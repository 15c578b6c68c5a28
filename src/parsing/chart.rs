//! The CKY chart: the best derivation found so far for each labelled span, and an index of which
//! labels have been found over each span.
use std::collections::BTreeSet;
use std::fmt::Display;

use ahash::HashMap;
use logprob::LogProb;

///A label over the half-open span `start..end` of a sentence. Words are represented as
///constituents over the empty span `i..i`, and never appear in a [`Chart`].
#[derive(Debug, Clone, PartialEq, Eq, Hash, PartialOrd, Ord)]
pub struct Constituent {
    pub label: String,
    pub start: usize,
    pub end: usize,
}

impl Constituent {
    pub fn new(label: impl Into<String>, start: usize, end: usize) -> Self {
        Constituent {
            label: label.into(),
            start,
            end,
        }
    }

    pub fn span(&self) -> (usize, usize) {
        (self.start, self.end)
    }

    pub fn is_word(&self) -> bool {
        self.start == self.end
    }
}

impl Display for Constituent {
    fn fmt(&self, f: &mut std::fmt::Formatter<'_>) -> std::fmt::Result {
        write!(f, "{}[{}..{}]", self.label, self.start, self.end)
    }
}

///How a constituent was built.
#[derive(Debug, Clone, PartialEq, Eq, Hash)]
pub enum Backpointer {
    ///A tag over the word it produces.
    Terminal(Constituent),
    Unary(Constituent),
    Binary(Constituent, Constituent),
}

impl Backpointer {
    pub fn children(&self) -> impl Iterator<Item = &Constituent> {
        let (first, second) = match self {
            Backpointer::Terminal(child) | Backpointer::Unary(child) => (child, None),
            Backpointer::Binary(left, right) => (left, Some(right)),
        };
        std::iter::once(first).chain(second)
    }
}

#[derive(Debug, Clone, PartialEq)]
pub struct DerivationEntry {
    pub log_prob: LogProb<f64>,
    pub backpointer: Backpointer,
}

#[derive(Debug, Clone, Default)]
pub struct Chart {
    entries: HashMap<Constituent, DerivationEntry>,
    seen: HashMap<(usize, usize), BTreeSet<String>>,
}

impl Chart {
    pub fn new() -> Self {
        Chart::default()
    }

    pub fn get(&self, constituent: &Constituent) -> Option<&DerivationEntry> {
        self.entries.get(constituent)
    }

    pub fn log_prob(&self, constituent: &Constituent) -> Option<LogProb<f64>> {
        self.get(constituent).map(|entry| entry.log_prob)
    }

    ///The labels found over `start..end`, in sorted order.
    pub fn seen(&self, start: usize, end: usize) -> Option<&BTreeSet<String>> {
        self.seen.get(&(start, end))
    }

    pub fn n_seen(&self, start: usize, end: usize) -> usize {
        self.seen(start, end).map(BTreeSet::len).unwrap_or(0)
    }

    pub fn len(&self) -> usize {
        self.entries.len()
    }

    pub fn is_empty(&self) -> bool {
        self.entries.is_empty()
    }

    pub fn iter(&self) -> impl Iterator<Item = (&Constituent, &DerivationEntry)> {
        self.entries.iter()
    }

    ///Records a derivation of `constituent` if it is strictly better than the current one,
    ///returning whether it was recorded. Ties keep the derivation found first.
    pub fn improve(
        &mut self,
        constituent: Constituent,
        log_prob: LogProb<f64>,
        backpointer: Backpointer,
    ) -> bool {
        debug_assert!(constituent.start < constituent.end);
        if let Some(entry) = self.entries.get(&constituent) {
            if entry.log_prob >= log_prob {
                return false;
            }
        }
        self.seen
            .entry(constituent.span())
            .or_default()
            .insert(constituent.label.clone());
        self.entries.insert(
            constituent,
            DerivationEntry {
                log_prob,
                backpointer,
            },
        );
        true
    }

    ///Checks that a label is indexed over a span exactly when the chart has an entry for it.
    pub fn is_consistent(&self) -> bool {
        let n_indexed: usize = self.seen.values().map(BTreeSet::len).sum();
        n_indexed == self.entries.len()
            && self.entries.keys().all(|constituent| {
                self.seen(constituent.start, constituent.end)
                    .is_some_and(|labels| labels.contains(&constituent.label))
            })
    }
}
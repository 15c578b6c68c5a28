//! Rebuilding trees from the backpointers of a filled [`Chart`].
use crate::parsing::chart::{Backpointer, Chart, Constituent};
use crate::trees::Tree;

///Builds the best derivation of `constituent` recorded in `chart`. Constituents missing from the
///chart, which includes every word, become leaves.
///
///The tree still carries whatever annotation the grammar's labels have; see
///[`crate::annotations::unannotate_tree`].
pub fn build_tree(chart: &Chart, constituent: &Constituent) -> Tree {
    let children = match chart.get(constituent).map(|entry| &entry.backpointer) {
        None => return Tree::leaf(constituent.label.as_str()),
        Some(Backpointer::Terminal(child)) | Some(Backpointer::Unary(child)) => {
            vec![build_tree(chart, child)]
        }
        Some(Backpointer::Binary(left, right)) => {
            vec![build_tree(chart, left), build_tree(chart, right)]
        }
    };
    Tree::new(constituent.label.as_str(), children)
}

#[cfg(test)]
mod tests {
    use super::*;
    use anyhow::Result;
    use logprob::LogProb;

    #[test]
    fn follows_backpointers() -> Result<()> {
        let mut chart = Chart::new();
        let p = LogProb::from_raw_prob(0.5)?;
        let dt = Constituent::new("DT", 0, 1);
        let nn = Constituent::new("NN", 1, 2);
        let np = Constituent::new("NP", 0, 2);
        let root = Constituent::new("ROOT", 0, 2);
        chart.improve(
            dt.clone(),
            p,
            Backpointer::Terminal(Constituent::new("the", 0, 0)),
        );
        chart.improve(
            nn.clone(),
            p,
            Backpointer::Terminal(Constituent::new("dog", 1, 1)),
        );
        chart.improve(np.clone(), p, Backpointer::Binary(dt, nn));
        chart.improve(root.clone(), p, Backpointer::Unary(np.clone()));

        assert_eq!(
            build_tree(&chart, &root).to_string(),
            "(ROOT (NP (DT the) (NN dog)))"
        );
        assert_eq!(
            build_tree(&chart, &np).to_string(),
            "(NP (DT the) (NN dog))"
        );
        assert!(build_tree(&chart, &Constituent::new("VP", 0, 2)).is_leaf());
        Ok(())
    }
}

###

Every entry must be duplicated exactly as it stands.

COMPLETED TASK:
repository 15c578b6c68c5a28
filename src/parsing/chart.rs
//! The CKY chart: the best derivation found so far for each labelled span, and an index of which
//! labels have been found over each span.
use std::collections::BTreeSet;
use std::fmt::Display;

use ahash::HashMap;
use logprob::LogProb;

///A label over the half-open span `start..end` of a sentence. Words are represented as
///constituents over the empty span `i..i`, and never appear in a [`Chart`].
#[derive(Debug, Clone, PartialEq, Eq, Hash, PartialOrd, Ord)]
pub struct Constituent {
    pub label: String,
    pub start: usize,
    pub end: usize,
}

impl Constituent {
    pub fn new(label: impl Into<String>, start: usize, end: usize) -> Self {
        Constituent {
            label: label.into(),
            start,
            end,
        }
    }

    pub fn span(&self) -> (usize, usize) {
        (self.start, self.end)
    }

    pub fn is_word(&self) -> bool {
        self.start == self.end
    }
}

impl Display for Constituent {
    fn fmt(&self, f: &mut std::fmt::Formatter<'_>) -> std::fmt::Result {
        write!(f, "{}[{}..{}]", self.label, self.start, self.end)
    }
}

///How a constituent was built.
#[derive(Debug, Clone, PartialEq, Eq, Hash)]
pub enum Backpointer {
    ///A tag over the word it produces.
    Terminal(Constituent),
    Unary(Constituent),
    Binary(Constituent, Constituent),
}

impl Backpointer {
    pub fn children(&self) -> impl Iterator<Item = &Constituent> {
        let (first, second) = match self {
            Backpointer::Terminal(child) | Backpointer::Unary(child) => (child, None),
            Backpointer::Binary(left, right) => (left, Some(right)),
        };
        std::iter::once(first).chain(second)
    }
}

#[derive(Debug, Clone, PartialEq)]
pub struct DerivationEntry {
    pub log_prob: LogProb<f64>,
    pub backpointer: Backpointer,
}

#[derive(Debug, Clone, Default)]
pub struct Chart {
    entries: HashMap<Constituent, DerivationEntry>,
    seen: HashMap<(usize, usize), BTreeSet<String>>,
}

impl Chart {
    pub fn new() -> Self {
        Chart::default()
    }

    pub fn get(&self, constituent: &Constituent) -> Option<&DerivationEntry> {
        self.entries.get(constituent)
    }

    pub fn log_prob(&self, constituent: &Constituent) -> Option<LogProb<f64>> {
        self.get(constituent).map(|entry| entry.log_prob)
    }

    ///The labels found over `start..end`, in sorted order.
    pub fn seen(&self, start: usize, end: usize) -> Option<&BTreeSet<String>> {
        self.seen.get(&(start, end))
    }

    pub fn n_seen(&self, start: usize, end: usize) -> usize {
        self.seen(start, end).map(BTreeSet::len).unwrap_or(0)
    }

    pub fn len(&self) -> usize {
        self.entries.len()
    }

    pub fn is_empty(&self) -> bool {
        self.entries.is_empty()
    }

    pub fn iter(&self) -> impl Iterator<Item = (&Constituent, &DerivationEntry)> {
        self.entries.iter()
    }

    ///Records a derivation of `constituent` if it is strictly better than the current one,
    ///returning whether it was recorded. Ties keep the derivation found first.
    pub fn improve(
        &mut self,
        constituent: Constituent,
        log_prob: LogProb<f64>,
        backpointer: Backpointer,
    ) -> bool {
        debug_assert!(constituent.start < constituent.end);
        if let Some(entry) = self.entries.get(&constituent) {
            if entry.log_prob >= log_prob {
                return false;
            }
        }
        self.seen
            .entry(constituent.span())
            .or_default()
            .insert(constituent.label.clone());
        self.entries.insert(
            constituent,
            DerivationEntry {
                log_prob,
                backpointer,
            },
        );
        true
    }

    ///Checks that a label is indexed over a span exactly when the chart has an entry for it.
    pub fn is_consistent(&self) -> bool {
        let n_indexed: usize = self.seen.values().map(BTreeSet::len).sum();
        n_indexed == self.entries.len()
            && self.entries.keys().all(|constituent| {
                self.seen(constituent.start, constituent.end)
                    .is_some_and(|labels| labels.contains(&constituent.label))
            })
    }
}
repository 15c578b6c68c5a28
//! Rebuilding trees from the backpointers of a filled [`Chart`].
use crate::parsing::chart::{Backpointer, Chart, Constituent};
use crate::trees::Tree;

///Builds the best derivation of `constituent` recorded in `chart`. Constituents missing from the
///chart, which includes every word, become leaves.
///
///The tree still carries whatever annotation the grammar's labels have; see
///[`crate::annotations::unannotate_tree`].
pub fn build_tree(chart: &Chart, constituent: &Constituent) -> Tree {
    let children = match chart.get(constituent).map(|entry| &entry.backpointer) {
        None => return Tree::leaf(constituent.label.as_str()),
        Some(Backpointer::Terminal(child)) | Some(Backpointer::Unary(child)) => {
            vec![build_tree(chart, child)]
        }
        Some(Backpointer::Binary(left, right)) => {
            vec![build_tree(chart, left), build_tree(chart, right)]
        }
    };
    Tree::new(constituent.label.as_str(), children)
}

#[cfg(test)]
mod tests {
    use super::*;
    use anyhow::Result;
    use logprob::LogProb;

    #[test]
    fn follows_backpointers() -> Result<()> {
        let mut chart = Chart::new();
        let p = LogProb::from_raw_prob(0.5)?;
        let dt = Constituent::new("DT", 0, 1);
        let nn = Constituent::new("NN", 1, 2);
        let np = Constituent::new("NP", 0, 2);
        let root = Constituent::new("ROOT", 0, 2);
        chart.improve(
            dt.clone(),
            p,
            Backpointer::Terminal(Constituent::new("the", 0, 0)),
        );
        chart.improve(
            nn.clone(),
            p,
            Backpointer::Terminal(Constituent::new("dog", 1, 1)),
        );
        chart.improve(np.clone(), p, Backpointer::Binary(dt, nn));
        chart.improve(root.clone(), p, Backpointer::Unary(np.clone()));

        assert_eq!(
            build_tree(&chart, &root).to_string(),
            "(ROOT (NP (DT the) (NN dog)))"
        );
        assert_eq!(
            build_tree(&chart, &np).to_string(),
            "(NP (DT the) (NN dog))"
        );
        assert!(build_tree(&chart, &Constituent::new("VP", 0, 2)).is_leaf());
        Ok(())
    }
}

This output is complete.